For instance, the early poetry’s frequent catalogues usually block off the main object described with a colon, and then use semi-colons to separate each individual item. This device allows for a combination of due emphasis upon detail, while giving that sense of an excited onward rush so typical of Keats’s first phase. The colon, semi-colon, dash and exclamation mark are all used to maintain a feeling of forward movement in passages which might, if punctuated by modern rules, break up into a series of phrases verging on the exclamatory (particularly in Endymion, where description in any case overwhelms narrative drive). These effects seem worth preserving, though I have freely re-punctuated where there is a danger of obscurity. Where Keats punctuates twice over (as ’, – ’) I have frequently chosen one of the alternatives offered. The use of a dash for emphasis has usually been retained, and the colon, which sometimes represents a full stop or a dash, has been replaced with alternative pointing where necessary. Keats’s frequent creation of hyphenated words was not always properly marked in the early editions, and hyphens have been added throughout. Spelling is normally regularized, though in the case of Keats’s inconsistent spelling of ‘fairy’/‘faery’ I follow whichever seems the preferred spelling in an individual poem, since the latter spelling seems to have held a deliberately archaic flavour for him. The spelling ‘aye’ is used when the meaning is ‘ever’, and ‘ay’ when the sense is ‘ah!’ or ‘yes’. In dealing with R. M. Milnes’s 1848 text, the same conservative attitude to punctuation has been adopted: Keats’s manuscripts are of little help, and Milnes went over the text carefully, pointing in basically the same style as Keats’s publishers. Those texts based on Keats’s manuscripts alone have been punctuated according to modern practice.
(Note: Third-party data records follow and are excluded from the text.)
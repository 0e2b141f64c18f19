//! Loaders populate the catalog from a manifest source.
//!
//! The remote and embedded loaders differ only in where the manifest and the
//! asset bytes come from; both hand the parsed manifest to a [`Reconciler`],
//! which records the update, reuses assets already on disk, fetches the rest
//! through a bounded worker pool, and links everything in one transaction.

use std::{
    path::PathBuf,
    sync::{mpsc, Mutex, PoisonError},
    thread,
};

use ota_domain::{Asset, Manifest, Update, UpdateStatus};
use tracing::{debug, info, warn};

use crate::{
    catalog::Catalog,
    error::{Result, UpdatesError},
};

pub mod embedded;
pub mod remote;

pub use embedded::{EmbeddedBundle, EmbeddedLoader, EMBEDDED_MANIFEST_FILENAME};
pub use remote::RemoteLoader;

/// Result of a successful loader run.
#[derive(Clone, Debug, PartialEq)]
pub enum LoadOutcome {
    /// The update was recorded and promoted during this run.
    Loaded(Update),
    /// The catalog already held a launchable copy of the update.
    AlreadyPresent(Update),
    /// The caller declined the update before any asset was fetched.
    Skipped(Update),
}

impl LoadOutcome {
    #[must_use]
    pub fn update(&self) -> &Update {
        match self {
            Self::Loaded(update) | Self::AlreadyPresent(update) | Self::Skipped(update) => update,
        }
    }
}

pub trait Loader {
    /// Run one load against `catalog`, completing exactly once.
    fn load(&self, catalog: &Catalog) -> Result<LoadOutcome>;
}

/// Obtains the bytes of one asset at `dest`, verifying its digest.
pub(crate) trait AssetFetcher: Sync {
    fn fetch(&self, asset: &Asset, dest: &std::path::Path) -> Result<u64>;
}

/// Shared catalog bookkeeping for every loader.
pub(crate) struct Reconciler<'a> {
    catalog: &'a Catalog,
    parallelism: usize,
}

struct FetchJob {
    index: usize,
    asset: Asset,
    dest: PathBuf,
}

impl<'a> Reconciler<'a> {
    pub(crate) fn new(catalog: &'a Catalog, parallelism: usize) -> Self {
        Self {
            catalog,
            parallelism: parallelism.max(1),
        }
    }

    /// Launchable copy of the update if the catalog already has one.
    pub(crate) fn existing_launchable(&self, update_id: &str) -> Result<Option<Update>> {
        Ok(self
            .catalog
            .update_by_id(update_id)?
            .filter(|update| update.status.is_launchable()))
    }

    /// Record `manifest` with `status` as its eventual launchable state and
    /// bring every asset onto disk.
    pub(crate) fn reconcile(
        &self,
        manifest: Manifest,
        status: UpdateStatus,
        fetcher: &dyn AssetFetcher,
    ) -> Result<LoadOutcome> {
        let Manifest { mut update, assets } = manifest;
        if let Some(existing) = self.existing_launchable(&update.id)? {
            debug!(update = %existing.id, "update already launchable");
            return Ok(LoadOutcome::AlreadyPresent(existing));
        }

        update.status = status;
        if self.catalog.update_by_id(&update.id)?.is_none() {
            match self.catalog.add_update(&update) {
                Ok(()) => {}
                Err(UpdatesError::DuplicateId(_)) => {
                    if let Some(existing) = self.existing_launchable(&update.id)? {
                        return Ok(LoadOutcome::AlreadyPresent(existing));
                    }
                }
                Err(err) => return Err(err),
            }
        } else {
            debug!(update = %update.id, "resuming pending update");
        }

        let mut resolved: Vec<Asset> = Vec::with_capacity(assets.len());
        let mut jobs = Vec::new();
        for (index, asset) in assets.into_iter().enumerate() {
            match self.reusable_path(&asset)? {
                Some(path) => resolved.push(asset.with_local_path(path)),
                None => {
                    let dest = self.catalog.asset_path(&asset);
                    jobs.push(FetchJob {
                        index,
                        asset: asset.clone(),
                        dest,
                    });
                    resolved.push(asset);
                }
            }
        }
        let reused = resolved.len() - jobs.len();

        let mut first_error = None;
        let mut fetched = 0usize;
        for (job, outcome) in self.fetch_all(jobs, fetcher) {
            match outcome {
                Ok(_) => {
                    fetched += 1;
                    resolved[job.index].local_path = Some(job.dest);
                }
                Err(err) => {
                    warn!(update = %update.id, key = %job.asset.key, %err, "asset fetch failed");
                    if first_error.is_none() {
                        first_error = Some(err);
                    }
                }
            }
        }

        // Assets that failed are linked without a path, which keeps the update pending.
        if let Some(err) = first_error {
            if let Err(link_err) = self.catalog.add_assets(&resolved, &update.id) {
                warn!(update = %update.id, %link_err, "failed to record partial download");
            }
            return Err(err);
        }

        let mut status = self.catalog.add_assets(&resolved, &update.id)?;
        if !status.is_launchable() {
            status = self.catalog.mark_ready(&update.id)?;
        }
        update.status = status;
        info!(update = %update.id, reused, fetched, status = status.as_str(), "update loaded");
        Ok(LoadOutcome::Loaded(update))
    }

    /// Path of an already stored copy of `asset`, if one exists on disk.
    fn reusable_path(&self, asset: &Asset) -> Result<Option<PathBuf>> {
        let Some(existing) = self.catalog.asset_by_key(&asset.key, asset.hash_type)? else {
            return Ok(None);
        };
        if !existing.content_hash.eq_ignore_ascii_case(&asset.content_hash) {
            return Err(UpdatesError::AssetConflict {
                key: asset.key.clone(),
                hash_type: asset.hash_type.as_str(),
                existing: existing.content_hash,
                incoming: asset.content_hash.clone(),
            });
        }
        Ok(existing.local_path.filter(|path| path.is_file()))
    }

    fn fetch_all(
        &self,
        jobs: Vec<FetchJob>,
        fetcher: &dyn AssetFetcher,
    ) -> Vec<(FetchJob, Result<u64>)> {
        if jobs.is_empty() {
            return Vec::new();
        }
        let worker_count = self.parallelism.min(jobs.len());
        let (job_tx, job_rx) = mpsc::channel();
        for job in jobs {
            // The receiver is alive until the scope below ends.
            let _ = job_tx.send(job);
        }
        drop(job_tx);

        let job_rx = Mutex::new(job_rx);
        let (result_tx, result_rx) = mpsc::channel();
        thread::scope(|scope| {
            for _ in 0..worker_count {
                let job_rx = &job_rx;
                let result_tx = result_tx.clone();
                scope.spawn(move || loop {
                    let job: FetchJob = {
                        let guard = job_rx.lock().unwrap_or_else(PoisonError::into_inner);
                        match guard.recv() {
                            Ok(job) => job,
                            Err(_) => break,
                        }
                    };
                    let outcome = fetcher.fetch(&job.asset, &job.dest);
                    if result_tx.send((job, outcome)).is_err() {
                        break;
                    }
                });
            }
            drop(result_tx);
            result_rx.iter().collect()
        })
    }
}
Appendixes comprise two important passages from Wordsworth and Hazlitt which affected Keats’s attitude to mythology, Keats’s two prefaces to Endymion, the publisher’s advertisement for 1820, the order of poems in 1817 and 1820, Keats’s notes on Milton’s Paradise Lost, and Keats’s account of Kean’s Shakespearian acting (this item is included because, though often referred to, it is not easily available).

Note to the Third Edition

In 1976 I was able to revise this edition against the findings of Jack Stillinger’s The Texts of Keats’s Poems (1974). Many substantive corrections were made on the basis of his study of the texts’ transmission. Where possible, acknowledgements are made in the notes. Two years later, Stillinger published his edition, Poems of John Keats, which included some new evidence and provided details of the manuscript readings which superseded Garrod’s work. I have taken this opportunity to correct some minor errors in the text, and to check the wording of the selections given from Keats’s drafts. In the event, Stillinger’s edition followed the published version of The Eve of St Agnes, and not one containing the alterations Keats wished to make in September 1819, for which he had earlier argued. On occasions my decisions elsewhere part company with Professor Stillinger’s.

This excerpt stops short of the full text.